▶ EXERCISE PROMPT:
Search the data for "Routed" and copy every matching line.

▶ THE INPUT:
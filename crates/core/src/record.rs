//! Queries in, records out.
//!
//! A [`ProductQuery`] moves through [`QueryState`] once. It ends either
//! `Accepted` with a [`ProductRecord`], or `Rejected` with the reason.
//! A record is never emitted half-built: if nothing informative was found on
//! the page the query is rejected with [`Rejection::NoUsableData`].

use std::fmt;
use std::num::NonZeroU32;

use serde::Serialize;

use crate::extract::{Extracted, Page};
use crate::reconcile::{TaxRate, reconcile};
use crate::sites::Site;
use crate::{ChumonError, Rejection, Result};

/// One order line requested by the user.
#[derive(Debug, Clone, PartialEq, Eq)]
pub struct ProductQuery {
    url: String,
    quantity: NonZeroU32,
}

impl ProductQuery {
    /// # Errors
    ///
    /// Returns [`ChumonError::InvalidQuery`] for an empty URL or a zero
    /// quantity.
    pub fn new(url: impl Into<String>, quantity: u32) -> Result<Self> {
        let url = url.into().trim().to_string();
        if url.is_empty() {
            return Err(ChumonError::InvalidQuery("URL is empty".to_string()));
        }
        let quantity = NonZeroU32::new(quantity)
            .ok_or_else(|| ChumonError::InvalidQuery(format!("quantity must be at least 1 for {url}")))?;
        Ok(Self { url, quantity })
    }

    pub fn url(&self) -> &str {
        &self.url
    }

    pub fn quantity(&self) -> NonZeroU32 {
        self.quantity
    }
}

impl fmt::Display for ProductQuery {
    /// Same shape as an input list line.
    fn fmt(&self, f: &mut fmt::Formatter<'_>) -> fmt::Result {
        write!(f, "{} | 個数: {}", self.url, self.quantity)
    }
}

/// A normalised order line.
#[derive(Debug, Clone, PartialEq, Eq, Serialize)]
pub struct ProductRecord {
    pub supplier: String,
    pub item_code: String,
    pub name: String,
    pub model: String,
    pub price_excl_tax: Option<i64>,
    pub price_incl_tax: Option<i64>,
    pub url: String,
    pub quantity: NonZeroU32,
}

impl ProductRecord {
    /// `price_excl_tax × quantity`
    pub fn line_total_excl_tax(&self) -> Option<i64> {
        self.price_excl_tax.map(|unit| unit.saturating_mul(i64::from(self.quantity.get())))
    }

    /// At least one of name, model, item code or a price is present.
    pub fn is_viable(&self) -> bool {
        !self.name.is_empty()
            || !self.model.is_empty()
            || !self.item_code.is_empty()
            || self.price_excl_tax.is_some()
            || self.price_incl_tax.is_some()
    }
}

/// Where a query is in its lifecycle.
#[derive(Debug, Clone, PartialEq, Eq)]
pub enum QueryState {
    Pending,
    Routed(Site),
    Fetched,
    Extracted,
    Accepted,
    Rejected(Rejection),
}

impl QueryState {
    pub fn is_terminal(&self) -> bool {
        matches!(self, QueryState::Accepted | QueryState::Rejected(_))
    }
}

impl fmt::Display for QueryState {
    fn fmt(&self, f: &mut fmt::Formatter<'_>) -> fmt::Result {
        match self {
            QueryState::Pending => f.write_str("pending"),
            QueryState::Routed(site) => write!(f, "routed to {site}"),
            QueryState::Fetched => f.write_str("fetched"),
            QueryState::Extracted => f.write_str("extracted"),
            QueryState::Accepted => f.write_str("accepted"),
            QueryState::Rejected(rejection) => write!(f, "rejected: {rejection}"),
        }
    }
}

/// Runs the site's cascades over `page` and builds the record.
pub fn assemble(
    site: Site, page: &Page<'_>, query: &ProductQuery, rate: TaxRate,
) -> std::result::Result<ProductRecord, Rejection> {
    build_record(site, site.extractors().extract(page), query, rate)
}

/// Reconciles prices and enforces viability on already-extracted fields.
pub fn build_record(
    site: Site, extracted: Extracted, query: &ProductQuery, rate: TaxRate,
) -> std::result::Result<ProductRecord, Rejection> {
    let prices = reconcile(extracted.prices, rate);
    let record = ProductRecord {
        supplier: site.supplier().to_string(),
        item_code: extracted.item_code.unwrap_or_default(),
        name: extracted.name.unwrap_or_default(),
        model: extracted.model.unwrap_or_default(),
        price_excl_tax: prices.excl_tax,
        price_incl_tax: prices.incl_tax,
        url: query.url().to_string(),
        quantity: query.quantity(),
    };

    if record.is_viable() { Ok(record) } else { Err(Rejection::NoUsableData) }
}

▶ RESULT BELOW:
    Routed(Site),
            QueryState::Routed(site) => write!(f, "routed to {site}"),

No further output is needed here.